Несмотря на вынужденное заточение, мы не были совсем одиноки. Родственники и друзья семьи приходили просто погреться, чаще всего ранним вечером, иногда еще до возвращения Исая со службы. Морозы в те годы были жестокими, а из-за голода, холода в комнатах и постоянного пребывания в одной и той же недостаточно теплой и обветшалой одежде гости часто приходили закоченевшими. «Ну что же будет дальше? – спрашивал Исай за чаем и сам же отвечал: – Думаю, что все наладится». Он вообще был оптимистом.
И действительно, кажется, в сентябре 1920 или 1921 года в Петрограде открылись школы. Частные гимназии были запрещены. Школа теперь называлась трудовой, форму, отметки, экзамены отменили, и – самое поразительное – мальчики и девочки учились теперь вместе. Правда, все-таки за партами девочки сидели отдельно от мальчиков. Меня записали сразу на вторую ступень.
Нам преподавали русский язык, литературу, математику, физику, химию и биологию (эти три предмета вел один и тот же занудный учитель, на уроках которого царила полная анархия), труд (девочек учили шить) и политграмоту. На уроках литературы рассказывали о пролетарских писателях: Максиме Горьком, Демьяне Бедном, Александре Безыменском. Вообще-то, каждый учитель выбирал темы для уроков более-менее по своему разумению. Мне очень повезло с математичкой Валентиной Александровной. Тогда она казалась жутко старой и бесцветной мымрой; как я сейчас понимаю, ей было около сорока. До революции она преподавала в мужской гимназии. Когда она начинала говорить о математике, ее глаза зажигались. Хотя у нее был тихий голос, мы с одноклассниками слушали внимательно и увлеченно.

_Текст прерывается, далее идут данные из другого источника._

impl Session {
    async fn reply(&mut self, msg: &str) {
        let _ = self.writer.write_all(msg.as_bytes()).await;
        let _ = self.writer.write_all(b"\r\n").await;
    }

    async fn run(&mut self, mut reader: BufReader<tokio::net::tcp::OwnedReadHalf>) {
        self.reply("220 (mock ftpd)").await;

        let mut line = String::new();
        loop {
            line.clear();
            match reader.read_line(&mut line).await {
                Ok(0) | Err(_) => return,
                Ok(_) => {}
            }
            let line = line.trim_end_matches(['\r', '\n']).to_string();
            self.commands.lock().unwrap().push(line.clone());

            let (cmd, arg) = match line.split_once(' ') {
                Some((cmd, arg)) => (cmd.to_uppercase(), arg.to_string()),
                None => (line.to_uppercase(), String::new()),
            };
            if !self.handle(&cmd, &arg).await {
                let _ = self.writer.shutdown().await;
                return;
            }
        }
    }

    async fn open_passive(&mut self) -> u16 {
        let listener = TcpListener::bind("127.0.0.1:0").await.unwrap();
        let port = listener.local_addr().unwrap().port();
        self.data_listener = Some(listener);
        port
    }

    async fn accept_data(&mut self) -> Option<TcpStream> {
        let listener = self.data_listener.take()?;
        match tokio::time::timeout(Duration::from_secs(5), listener.accept()).await {
            Ok(Ok((stream, _))) => Some(stream),
            _ => None,
        }
    }

    async fn send_data(&mut self, data: &[u8], start_msg: &str, end_msg: &str) {
        self.reply(start_msg).await;
        match self.accept_data().await {
            Some(mut stream) => {
                let _ = stream.write_all(data).await;
                let _ = stream.shutdown().await;
                drop(stream);
                self.reply(end_msg).await;
            }
            None => self.reply("425 Failed to establish connection.").await,
        }
    }

    fn listing(&self, dir: &str, cmd: &str) -> Vec<u8> {
        let fs = self.fs.lock().unwrap();
        let mut out = String::new();
        for (name, node) in fs.children(dir) {
            let line = match (cmd, node) {
                ("NLST", _) => format!("{}\r\n", resolve(dir, &name)),
                ("MLSD", Node::Dir) => format!("type=dir;modify={MODIFY_TIME}; {name}\r\n"),
                ("MLSD", Node::File(data)) => format!(
                    "type=file;size={};modify={MODIFY_TIME}; {name}\r\n",
                    data.len()
                ),
                (_, Node::Dir) => {
                    format!("drwxr-xr-x    2 0        0            4096 Dec 01  2021 {name}\r\n")
                }
                (_, Node::File(data)) => format!(
                    "-rw-r--r--    1 0        0        {:>8} Dec 01  2021 {name}\r\n",
                    data.len()
                ),
            };
            out.push_str(&line);
        }
        out.into_bytes()
    }

    async fn handle(&mut self, cmd: &str, arg: &str) -> bool {
        let path = resolve(&self.cwd, arg);
        match cmd {
            "USER" => {
                if arg == "anonymous" {
                    self.reply("331 Please specify the password.").await
                } else {
                    self.reply("530 This FTP server is anonymous only.").await
                }
            }
            "PASS" => self.reply("230 Login successful.").await,
            "FEAT" => {
                let mut msg = String::from("211-Features:\r\n EPSV\r\n MDTM\r\n PASV\r\n");
                if self.mlst {
                    msg.push_str(" MLST type*;size*;modify*;\r\n");
                }
                msg.push_str(" REST STREAM\r\n SIZE\r\n UTF8\r\n211 End");
                self.reply(&msg).await
            }
            "OPTS" => self.reply("200 Always in UTF8 mode.").await,
            "TYPE" => self.reply("200 Switching to Binary mode.").await,
            "NOOP" => self.reply("200 NOOP ok.").await,
            "PWD" => {
                let msg = format!("257 \"{}\" is the current directory", self.cwd);
                self.reply(&msg).await
            }
            "CWD" => {
                let is_dir = self.fs.lock().unwrap().is_dir(&path);
                if is_dir {
                    self.cwd = path;
                    self.reply("250 Directory successfully changed.").await
                } else {
                    self.reply(&not_found(arg)).await
                }
            }
            "CDUP" => {
                self.cwd = resolve(&self.cwd, "..");
                self.reply("250 Directory successfully changed.").await
            }
            "EPSV" => {
                let port = self.open_passive().await;
                let msg = format!("229 Entering Extended Passive Mode (|||{port}|)");
                self.reply(&msg).await
            }
            "PASV" => {
                let port = self.open_passive().await;
                let msg = format!(
                    "227 Entering Passive Mode (127,0,0,1,{},{}).",
                    port >> 8,
                    port & 0xff
                );
                self.reply(&msg).await
            }
            "REST" => match arg.parse::<u64>() {
                Ok(n) => {
                    self.rest = n;
                    let msg = format!("350 Restart position accepted ({n}).");
                    self.reply(&msg).await
                }
                Err(_) => self.reply("554 Invalid REST parameter.").await,
            },
            "RETR" => {
                let offset = std::mem::take(&mut self.rest) as usize;
                let data = self.fs.lock().unwrap().file(&path).cloned();
                match data {
                    Some(data) => {
                        let start = offset.min(data.len());
                        self.send_data(
                            &data[start..],
                            "150 Opening BINARY mode data connection.",
                            "226 Transfer complete.",
                        )
                        .await
                    }
                    None => {
                        self.data_listener = None;
                        self.reply("550 Failed to open file.").await
                    }
                }
            }
            "STOR" | "APPE" => {
                let offset = std::mem::take(&mut self.rest) as usize;
                self.reply("150 Ok to send data.").await;
                let Some(mut stream) = self.accept_data().await else {
                    self.reply("425 Failed to establish connection.").await;
                    return true;
                };
                let mut received = Vec::new();
                let _ = stream.read_to_end(&mut received).await;
                {
                    let mut fs = self.fs.lock().unwrap();
                    let mut data = fs.file(&path).cloned().unwrap_or_default();
                    if cmd == "STOR" {
                        data.truncate(offset);
                    }
                    data.extend_from_slice(&received);
                    fs.nodes.insert(path, Node::File(data));
                }
                self.reply("226 Transfer complete.").await
            }
            "LIST" | "NLST" | "MLSD" => {
                let is_dir = self.fs.lock().unwrap().is_dir(&path);
                if is_dir {
                    let data = self.listing(&path, cmd);
                    self.send_data(
                        &data,
                        "150 Here comes the directory listing.",
                        "226 Directory send OK.",
                    )
                    .await
                } else {
                    self.data_listener = None;
                    self.reply(&not_found(arg)).await
                }
            }
            "RNFR" => {
                let exists = self.fs.lock().unwrap().nodes.contains_key(&path);
                if exists {
                    self.rename_from = Some(path);
                    self.reply("350 Ready for RNTO.").await
                } else {
                    self.reply("550 RNFR command failed.").await
                }
            }
            "RNTO" => match self.rename_from.take() {
                Some(from) => {
                    {
                        let mut fs = self.fs.lock().unwrap();
                        if let Some(node) = fs.nodes.remove(&from) {
                            fs.nodes.insert(path, node);
                        }
                    }
                    self.reply("250 Rename successful.").await
                }
                None => self.reply("503 RNFR required first.").await,
            },
            "DELE" => {
                let removed = {
                    let mut fs = self.fs.lock().unwrap();
                    if fs.file(&path).is_some() {
                        fs.nodes.remove(&path).is_some()
                    } else {
                        false
                    }
                };
                if removed {
                    self.reply("250 Delete operation successful.").await
                } else {
                    self.reply("550 Delete operation failed.").await
                }
            }
            "MKD" => {
                let created = {
                    let mut fs = self.fs.lock().unwrap();
                    if fs.nodes.contains_key(&path) {
                        false
                    } else {
                        fs.nodes.insert(path.clone(), Node::Dir);
                        true
                    }
                };
                if created {
                    let msg = format!("257 \"{path}\" created");
                    self.reply(&msg).await
                } else {
                    self.reply("550 Create directory operation failed.").await
                }
            }
            "RMD" => {
                let removed = {
                    let mut fs = self.fs.lock().unwrap();
                    if fs.is_dir(&path) && fs.children(&path).is_empty() {
                        fs.nodes.remove(&path);
                        true
                    } else {
                        false
                    }
                };
                if removed {
                    self.reply("250 Remove directory operation successful.")
                        .await
                } else {
                    self.reply("550 Remove directory operation failed.").await
                }
            }
            "SIZE" => {
                let size = self.fs.lock().unwrap().file(&path).map(|d| d.len());
                match size {
                    Some(n) => self.reply(&format!("213 {n}")).await,
                    None => self.reply("550 Could not get file size.").await,
                }
            }
            "MDTM" => {
                let exists = self.fs.lock().unwrap().file(&path).is_some();
                if exists {
                    self.reply(&format!("213 {MODIFY_TIME}")).await
                } else {
                    self.reply("550 Could not get file modification time.")
                        .await
                }
            }
            "MLST" => {
                let fact = {
                    let fs = self.fs.lock().unwrap();
                    match fs.nodes.get(&path) {
                        Some(Node::Dir) => Some(format!("type=dir;modify={MODIFY_TIME};")),
                        Some(Node::File(data)) => Some(format!(
                            "type=file;size={};modify={MODIFY_TIME};",
                            data.len()
                        )),
                        None => None,
                    }
                };
                match fact {
                    Some(fact) => {
                        let msg = format!("250- Listing {arg}\r\n {fact} {path}\r\n250 End");
                        self.reply(&msg).await
                    }
                    None => self.reply(&not_found(arg)).await,
                }
            }
            "REIN" => self.reply("502 REIN not implemented.").await,
            "QUIT" => {
                self.reply("221 Goodbye.").await;
                return false;
            }
            _ => self.reply("500 Unknown command.").await,
        }
        true
    }
}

Вечером, когда семья собиралась за столом, родители расспрашивали меня о школе. Как-то я спросила у Исая, почему на литературе не рассказывают о Тургеневе, которым я тогда увлекалась, мне было, кажется, четырнадцать лет. Он грустно посмотрел на меня и сказал, что Тургенева нынче недооценивают. Он помогал мне с домашними заданиями по физике, его объяснения всегда были понятнее, чем в школе на уроках. Иногда он спрашивал, чему нас учат на политграмоте. Огорчать его не хотелось, пересказывать было бы безумием, и я старалась отшутиться.